Les Françaises Libres. Spécificités d’un engagement hors norme(s) – appel à communications

Les Françaises Libres. Spécificités d’un engagement hors norme(s) – appel à communications

Les Françaises Libres. Spécificités d’un engagement hors norme(s) – appel à communications

Colloque international organisé à Paris en novembre 2020 par la Fondation de la France Libre

Joséphine Baker, Jeanne Bohec, Florence Conrad, Ève Curie, Margot Duhalde, Eugénie et Ginette Éboué, Marie Hackin, Simonne Mathieu, Élisabeth de Miribel, Marthe Simard, Josiane Somers, Hélène Terré, Tereska Torrès, Susan Travers, Simone Weil… Autant de noms qui évoquent l’engagement féminin durant le second conflit mondial. Du point de vue statistique, les engagées volontaires représentent 2,2% des effectifs de l’ensemble des Forces françaises libres1. Toutefois, si l’on prend en compte la nébuleuse française libre dans son intégralité (engagées militaires et civiles, comités, presse, propagande, philanthropie…), l’engagement des Françaises Libres est autrement plus significatif.
Et pourtant… Au-delà de ces parcours d’exception, le rôle et la place des femmes dans la France Libre est un sujet toujours relativement méconnu. Pendant la guerre, leur engagement fait l’objet d’une très forte médiatisation en raison de son caractère hors norme. Du fait de cette visibilité, des récits autobiographiques paraissent très vite, notamment sous la forme de mémoires et de carnets – avec des succès divers. Parmi ces nombreux titres, on peut citer Camarades de combat de Florence Conrad (1942), Volontaires pour la France d’Hélène Terré (1946), Women’s Barracks (1950) et Une Française Libre (2000) de Tereska Torrès, L’Épopée des A.F.A.T. d’Éliane Brault (1954), Quand j’étais Rochambelle, de New York à Berchtesgaden de Suzanne Torrès-Massu (1969), Au volant de Madeleine Bastille de Zizon Bervialle (1975), La Liberté souffre violence d’Élisabeth de Miribel (1981), Les Demoiselles de Gaulle de Sonia Vagliano-Éloy (1982), Où est Scarabée ? de Gilberte Parthenay-Charbonnel (1989) ou encore Tomorrow to be Brave de Susan Travers (2001).
En revanche, la recherche historique attend le début des années 2000 pour se pencher sur l’engagement des femmes dans la France Libre2. À cela, plusieurs explications : le succès de La France Libre de Jean-Louis Crémieux-Brilhac (1996), l’arrivée en France des gender studies et d’une nouvelle génération historienne, de nouvelles recherches sur l’anthropologie de la vie résistante venant complexifier ce champ d’étude, ou encore la disparition des dernières survivantes, qui crée un sentiment d’urgence.

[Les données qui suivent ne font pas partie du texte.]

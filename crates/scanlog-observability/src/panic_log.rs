use std::{
    fs::OpenOptions,
    io::Write,
    path::{Path, PathBuf},
};

use scanlog_core::{record, Severity};

use crate::trace;

// Install a panic hook that records the panic in the log file instead of
// stderr.
//
// GUI builds may have no stderr; if printing fails inside the default hook the
// process can recurse into another panic and abort with no message at all.
// The hook writes straight to the file (bypassing `AppendLog`, whose mutex may
// be held by the panicking thread) and never panics itself.
pub fn install_best_effort(log_path: PathBuf) {
    std::panic::set_hook(Box::new(move |info| {
        let line = panic_line(&info.to_string(), &trace::captured_backtrace());
        append_best_effort(&log_path, &line);
    }));
}

fn panic_line(message: &str, backtrace: &str) -> String {
    record::stamp_now(&record::content_with_detail(
        Severity::Error,
        &format!("panic: {message}"),
        backtrace,
    ))
}

fn append_best_effort(path: &Path, line: &str) {
    if let Some(parent) = path.parent() {
        let _ = std::fs::create_dir_all(parent);
    }
    if let Ok(mut f) = OpenOptions::new().create(true).append(true).open(path) {
        let _ = f.write_all(line.as_bytes());
    }
}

Quelques biographies mettent ainsi en lumière des personnalités d’exception, à l’image d’Éliane Brault (2009), Susan Travers (2014), Ève Curie (2016)… Malgré l’intérêt croissant pour ce sujet, nous ne disposons pas encore d’études générales sur les Françaises Libres, la plupart des travaux ayant été consacrés à des cas spécifiques tels que celui des Rochambelles, des volontaires françaises, ou des femmes Compagnon de la Libération3. Par ailleurs, une grande partie de ces récents travaux sont le fait de journalistes, non-universitaires, ou d’historien(ne)s anglophones – ce qui dénote la marginalité de la France Libre dans la recherche universitaire française. Toutefois, les publications à venir de Sébastien Albertelli et de Laure Humbert, respectivement sur le Corps des volontaires françaises (CVF) et l’ambulance Hadfield-Spears, laissent augurer une meilleure prise en compte de cette question par des historien(ne)s – en témoigne également ce projet de colloque.
Ce dernier a pour but de faire le point sur l’état de l’historiographie et d’impulser de nouvelles recherches. Lors de cette rencontre, nous nous interrogerons sur une question centrale : quel engagement pour les femmes dans la France Libre ?
Les projets soumis s’inscriront dans les axes ci-dessous :

1) Les chemins de l’engagement féminin
L’enjeu est d’établir une typologie de l’engagement féminin. S’inscrit-il dans la continuité d’une vie ? Représente-t-il une parenthèse ? Marque-t-il une rupture ou une réorientation ? Quel est son impact sur les relations personnelles, sur le domaine professionnel ou face aux normes sociales ? S’agit-il d’un acte isolé ou d’une dynamique de groupe ? Quels sont les buts, les motivations, de cet engagement ? Comment et depuis quel pays les volontaires rallient-elles la France Libre ? À quelles contraintes, à quels dangers doivent-elles faire face ? Comment ces femmes vivent-elles cette aventure ? Dans quelle mesure les normes sociales genrées et les relations de pouvoir homme-femme sont-elles un frein – ou au contraire, permettent, l’engagement politique, militaire ou culturel des femmes dans la France Libre ? Ces femmes y voient-elles une forme de libération ? Ou au contraire, quels états d’âme éprouvent-elles face à leurs choix – et éventuellement face aux réalités de l’exil ? Comment ces chemins de l’engagement féminin, dans leur diversité, se traduisent-ils dans les correspondances et les écrits de ces engagées ?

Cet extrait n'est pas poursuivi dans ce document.